Le nouveau Dan Gilroy tente un mash-up entre horreur et comédie satirique.
Night Call, la précédente association entre Dan Gilroy et Jake Gyllenhaal, était déjà, à sa façon, un film d’horreur. Une histoire de vampires dans la nuit de L.A., où un néo-Travis Bickle errait, la peau sur les os, un doigt sur la gâchette, à la recherche d’un scoop et d’un peu de chair fraîche. Vraiment flippant. Velvet Buzzsaw, le film Netflix qui célèbre aujourd’hui leurs retrouvailles, twiste lui aussi le genre horrifique, mais sur un mode beaucoup plus décontracté – il est aussi débraillé et inconséquent que Night Call était tendu et "concerné". A première vue, le film se présente comme une satire du monde de l’art contemporain, avec sa ronde de personnages croqués avec sarcasme, dans la lignée du Robert Altman de The Player ou Prêt-à-porter. Critiques snobs, artistes en crise, galeristes pédants, parasites mondains… Un film choral au casting chic (Toni Collette, John Malkovich, Zawe Ashton, Rene Russo), emmené par un Jake Gyllenhaal déchaîné en journaliste binoclard et bisexuel au nom à coucher dehors, Morf Vandewalt.

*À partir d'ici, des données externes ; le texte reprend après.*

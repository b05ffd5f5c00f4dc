use tracing::info;

use crate::ops::{context_ops, task_ops};
use crate::tui::action::Action;
use crate::tui::app::{App, InputPurpose, Mode, TEXT_LIMIT};

use super::*;

pub(super) fn handle_text_input(app: &mut App, action: Action) {
    match action {
        Action::Cancel => app.mode = Mode::Normal,
        Action::Commit => {
            let Mode::TextInput { purpose, field } = std::mem::replace(&mut app.mode, Mode::Normal)
            else {
                return;
            };
            commit_text(app, purpose, field.buffer.trim());
        }
        Action::Edit(edit) => {
            if let Mode::TextInput { field, .. } = &mut app.mode {
                apply_edit(field, edit, TEXT_LIMIT);
            }
        }
        _ => {}
    }
}

/// Apply a committed dialog value. Empty input does nothing.
fn commit_text(app: &mut App, purpose: InputPurpose, input: &str) {
    if input.is_empty() {
        return;
    }
    match purpose {
        InputPurpose::AddTask => {
            app.capture_undo();
            let context = app.contexts.current.clone();
            let id = task_ops::append(&mut app.tasks, &mut app.next_id, input, &context);
            app.select_id(id);
            info!(id, context = %context, "added task");
            app.persist();
        }
        InputPurpose::EditTask => {
            if app.selected_task().is_some_and(|t| t.text != input) {
                mutate_selected(app, "edited task", |t| t.text = input.to_string());
            }
        }
        InputPurpose::AddTag => {
            if app
                .selected_task()
                .is_some_and(|t| !t.tags.iter().any(|tag| tag == input))
            {
                mutate_selected(app, "added tag", |t| {
                    t.add_tag(input);
                });
            }
        }
        InputPurpose::AddContext => match context_ops::add_context(&mut app.contexts, input) {
            Ok(()) => {
                app.selected = 0;
                info!(context = input, "added context");
                app.persist();
            }
            Err(e) => app.error = Some(e),
        },
        InputPurpose::RenameContext => {
            let snapshot = app.tasks.clone();
            let old = app.contexts.current.clone();
            match context_ops::rename_context(&mut app.contexts, &mut app.tasks, &old, input) {
                Ok(true) => {
                    app.undo.push(snapshot);
                    info!(from = %old, to = input, "renamed context");
                    app.persist();
                }
                Ok(false) => {}
                Err(e) => app.error = Some(e),
            }
        }
        InputPurpose::ConfirmDeleteContext => {
            if !input.eq_ignore_ascii_case("y") {
                return;
            }
            let snapshot = app.tasks.clone();
            let name = app.contexts.current.clone();
            match context_ops::delete_context(&mut app.contexts, &mut app.tasks, &name) {
                Ok(removed) => {
                    app.undo.push(snapshot);
                    app.selected = 0;
                    info!(context = %name, removed, "deleted context");
                    app.persist();
                }
                Err(e) => app.error = Some(e),
            }
        }
    }
}
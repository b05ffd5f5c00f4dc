use chrono::Local;
use ratatui::Frame;
use ratatui::layout::Rect;
use ratatui::style::{Modifier, Style};
use ratatui::text::{Line, Span};
use ratatui::widgets::Paragraph;

use crate::ops::stats;
use crate::tui::app::App;

/// Render completion statistics for every task
pub fn render_stats_view(frame: &mut Frame, app: &App, area: Rect) {
    let theme = &app.theme;
    let bg = Style::default().bg(theme.background);
    let label = bg.fg(theme.text);
    let value = bg.fg(theme.bright).add_modifier(Modifier::BOLD);
    let header = bg.fg(theme.accent).add_modifier(Modifier::BOLD);

    let today = Local::now().date_naive();
    let s = stats::compute(&app.tasks, &app.contexts.names, today);

    let mut lines = vec![
        Line::from(""),
        Line::from(vec![
            Span::styled("  Total Tasks: ", label),
            Span::styled(s.total.to_string(), value),
        ]),
        Line::from(vec![
            Span::styled("  Completed: ", label),
            Span::styled(format!("{} ({:.1}%)", s.completed, s.rate()), value),
        ]),
        Line::from(vec![
            Span::styled("  Overdue: ", label),
            Span::styled(
                s.overdue.to_string(),
                if s.overdue > 0 { value.fg(theme.error) } else { value },
            ),
        ]),
        Line::from(""),
        Line::from(Span::styled("  Priorities:", header)),
    ];
    for (priority, count) in &s.by_priority {
        lines.push(Line::from(vec![
            Span::styled(
                format!("    {:<8}", priority.label()),
                bg.fg(theme.priority_color(*priority)),
            ),
            Span::styled(count.to_string(), label),
        ]));
    }
    lines.push(Line::from(""));
    lines.push(Line::from(Span::styled("  Context Statistics:", header)));
    for ctx in &s.contexts {
        lines.push(Line::from(vec![
            Span::styled(
                format!("    {}", ctx.name),
                bg.fg(theme.context).add_modifier(Modifier::BOLD),
            ),
            Span::styled(
                format!(": {}/{} ({:.1}%)", ctx.completed, ctx.total, ctx.rate()),
                label,
            ),
        ]));
    }

    frame.render_widget(Paragraph::new(lines).style(bg), area);
}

De Donnie Darko à Stronger : les transformations de Jake GyllenhaalThéâtre de sang
Il faut une longue (trop longue) exposition pour comprendre que cette vitrine flashy n’était qu’un leurre, et que, derrière le petit cirque des apparences dépeint par Gilroy, se cache un film d’horreur ironique : après qu’un des personnages a découvert les peintures géniales d’un artiste maudit récemment décédé, lesdites peintures vont se mettre à déchaîner des forces surnaturelles et dézinguer un à un l’intégralité du cast, selon une mécanique de slasher pour rire, quelque part entre Dix Petits Nègres et Théâtre de sang, ce film seventies où Vincent Price jouait un acteur shakespearien frustré qui tuait les journalistes qui avaient dit du mal de lui. Assez sympathique sur le papier (qui n’a pas envie de voir des critiques prétentieux en train de mourir dans d’atroces souffrances ?), ce programme souffre pourtant de la difficulté de Gilroy à harmoniser les deux veines du film, la satire et l’horreur, le fun et la trouille. Trop long, trop alambiqué, le film finit par donner l’impression de se traîner d’une scène de meurtre à l’autre, et on finit par se désintéresser des personnages, trop caricaturaux ou imbuvables pour qu’on éprouve le moindre frisson pour eux. Velvet Buzzsaw est néanmoins précieux pour le fan-club de Jake Gyllenhaal, puisqu’il confirme que l’acteur est à un tournant de sa carrière : après son run phénoménal entamé au début de la décennie, qui l’a vu enchaîner une série de compositions sauvages et habitées (de Prisoners à Stronger), Gyllenhaal semble aujourd’hui prêt à relâcher la pression, jouer sans mettre sa santé en jeu, se fondre dans des ensemble casts et se réconcilier avec les grosses machines qu’il fuyait depuis Prince of Persia (il a fini par signer avec Marvel, ce qui aurait paru inconcevable il y a encore cinq ans). Reste ce grand mystère : pourquoi, de Okja à Velvet Buzzsaw, réserve-t-il aux films Netflix ses performances les plus bouffonnes ?
Velvet Buzzsaw, de Dan Gilroy, avec Jake Gyllenhaal, Rene Russo... Sur Netflix.